* _Provided material_:
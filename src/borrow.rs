//! Session borrow registry.
//!
//! Borrowing a session starts a transaction on a pooled connection with a
//! [`BorrowMarker`]; the adapter lends its session instead of beginning, and
//! the pool keeps the connection checked out for as long as the transaction
//! is parked here. Releasing rolls the parked transaction back, which
//! returns the connection to the pool.

use std::collections::HashMap;
use std::sync::{Arc, Mutex, PoisonError};
use std::time::Duration;

use tracing::{debug, warn};

use crate::context::Context;
use crate::error::{Error, Result};
use crate::native::Session;
use crate::session::{SessionHandle, SessionId};
use crate::sql::{BorrowMarker, Db, DbTx, TxOptions};

/// Bound on closing a session released in an unclean state.
const FORCE_CLOSE_TIMEOUT: Duration = Duration::from_secs(1);

/// Parked transactions of borrowed sessions.
#[derive(Default)]
pub(crate) struct BorrowRegistry {
    parked: Mutex<HashMap<SessionId, DbTx>>,
}

impl BorrowRegistry {
    fn parked(&self) -> std::sync::MutexGuard<'_, HashMap<SessionId, DbTx>> {
        self.parked.lock().unwrap_or_else(PoisonError::into_inner)
    }

    fn park(&self, id: SessionId, tx: DbTx) {
        self.parked().insert(id, tx);
    }

    /// Remove the entry for `id` if it was borrowed from `db`.
    fn take(&self, id: SessionId, db: &Db) -> Option<DbTx> {
        let mut parked = self.parked();
        if !parked.get(&id)?.belongs_to(db) {
            return None;
        }
        parked.remove(&id)
    }

    pub(crate) fn len(&self) -> usize {
        self.parked().len()
    }

    /// Borrow the session behind one of `db`'s connections.
    pub(crate) fn acquire<S: Session>(&self, db: &Arc<Db>) -> Result<SessionHandle<S>> {
        let marker = BorrowMarker::new();
        let tx = db.begin_tx(&Context::background(), &TxOptions::borrow(marker.clone()))?;

        let Some(session) = marker.take::<SessionHandle<S>>()? else {
            if let Err(e) = tx.rollback() {
                debug!("rollback of foreign transaction failed: {}", e);
            }
            return Err(Error::NotThisDriver);
        };

        debug!("borrowed session {:?}", session.id());
        self.park(session.id(), tx);
        Ok(session)
    }

    /// Give a borrowed session back to `db`.
    ///
    /// A session that was not borrowed from `db` is left untouched. A parked
    /// session that is busy or inside a transaction is closed first, so the
    /// pool discards it instead of reusing it.
    pub(crate) fn release<S: Session>(&self, db: &Db, session: &SessionHandle<S>) -> Result<()> {
        let tx = self.take(session.id(), db).ok_or(Error::NotAcquired)?;

        match session.lock() {
            Ok(mut native) => {
                if native.is_busy() || !native.transaction_status().is_idle() {
                    warn!("session {:?} released in unclean state, closing", session.id());
                    let ctx = Context::with_timeout(FORCE_CLOSE_TIMEOUT);
                    if let Err(e) = native.close(&ctx) {
                        warn!("closing released session failed: {}", e);
                    }
                }
            }
            Err(e) => warn!("released session {:?} is unusable: {}", session.id(), e),
        }

        debug!("released session {:?}", session.id());
        tx.rollback()
    }
}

* _Goal of the exercise_:
Reproduce the full block of data exactly, omitting nothing.

* _Solution for this problem_:
filename src/borrow.rs
//! Session borrow registry.
//!
//! Borrowing a session starts a transaction on a pooled connection with a
//! [`BorrowMarker`]; the adapter lends its session instead of beginning, and
//! the pool keeps the connection checked out for as long as the transaction
//! is parked here. Releasing rolls the parked transaction back, which
//! returns the connection to the pool.

use std::collections::HashMap;
use std::sync::{Arc, Mutex, PoisonError};
use std::time::Duration;

use tracing::{debug, warn};

use crate::context::Context;
use crate::error::{Error, Result};
use crate::native::Session;
use crate::session::{SessionHandle, SessionId};
use crate::sql::{BorrowMarker, Db, DbTx, TxOptions};

/// Bound on closing a session released in an unclean state.
const FORCE_CLOSE_TIMEOUT: Duration = Duration::from_secs(1);

/// Parked transactions of borrowed sessions.
#[derive(Default)]
pub(crate) struct BorrowRegistry {
    parked: Mutex<HashMap<SessionId, DbTx>>,
}

impl BorrowRegistry {
    fn parked(&self) -> std::sync::MutexGuard<'_, HashMap<SessionId, DbTx>> {
        self.parked.lock().unwrap_or_else(PoisonError::into_inner)
    }

    fn park(&self, id: SessionId, tx: DbTx) {
        self.parked().insert(id, tx);
    }

    /// Remove the entry for `id` if it was borrowed from `db`.
    fn take(&self, id: SessionId, db: &Db) -> Option<DbTx> {
        let mut parked = self.parked();
        if !parked.get(&id)?.belongs_to(db) {
            return None;
        }
        parked.remove(&id)
    }

    pub(crate) fn len(&self) -> usize {
        self.parked().len()
    }

    /// Borrow the session behind one of `db`'s connections.
    pub(crate) fn acquire<S: Session>(&self, db: &Arc<Db>) -> Result<SessionHandle<S>> {
        let marker = BorrowMarker::new();
        let tx = db.begin_tx(&Context::background(), &TxOptions::borrow(marker.clone()))?;

        let Some(session) = marker.take::<SessionHandle<S>>()? else {
            if let Err(e) = tx.rollback() {
                debug!("rollback of foreign transaction failed: {}", e);
            }
            return Err(Error::NotThisDriver);
        };

        debug!("borrowed session {:?}", session.id());
        self.park(session.id(), tx);
        Ok(session)
    }

    /// Give a borrowed session back to `db`.
    ///
    /// A session that was not borrowed from `db` is left untouched. A parked
    /// session that is busy or inside a transaction is closed first, so the
    /// pool discards it instead of reusing it.
    pub(crate) fn release<S: Session>(&self, db: &Db, session: &SessionHandle<S>) -> Result<()> {
        let tx = self.take(session.id(), db).ok_or(Error::NotAcquired)?;

        match session.lock() {
            Ok(mut native) => {
                if native.is_busy() || !native.transaction_status().is_idle() {
                    warn!("session {:?} released in unclean state, closing", session.id());
                    let ctx = Context::with_timeout(FORCE_CLOSE_TIMEOUT);
                    if let Err(e) = native.close(&ctx) {
                        warn!("closing released session failed: {}", e);
                    }
                }
            }
            Err(e) => warn!("released session {:?} is unusable: {}", session.id(), e),
        }

        debug!("released session {:?}", session.id());
        tx.rollback()
    }
}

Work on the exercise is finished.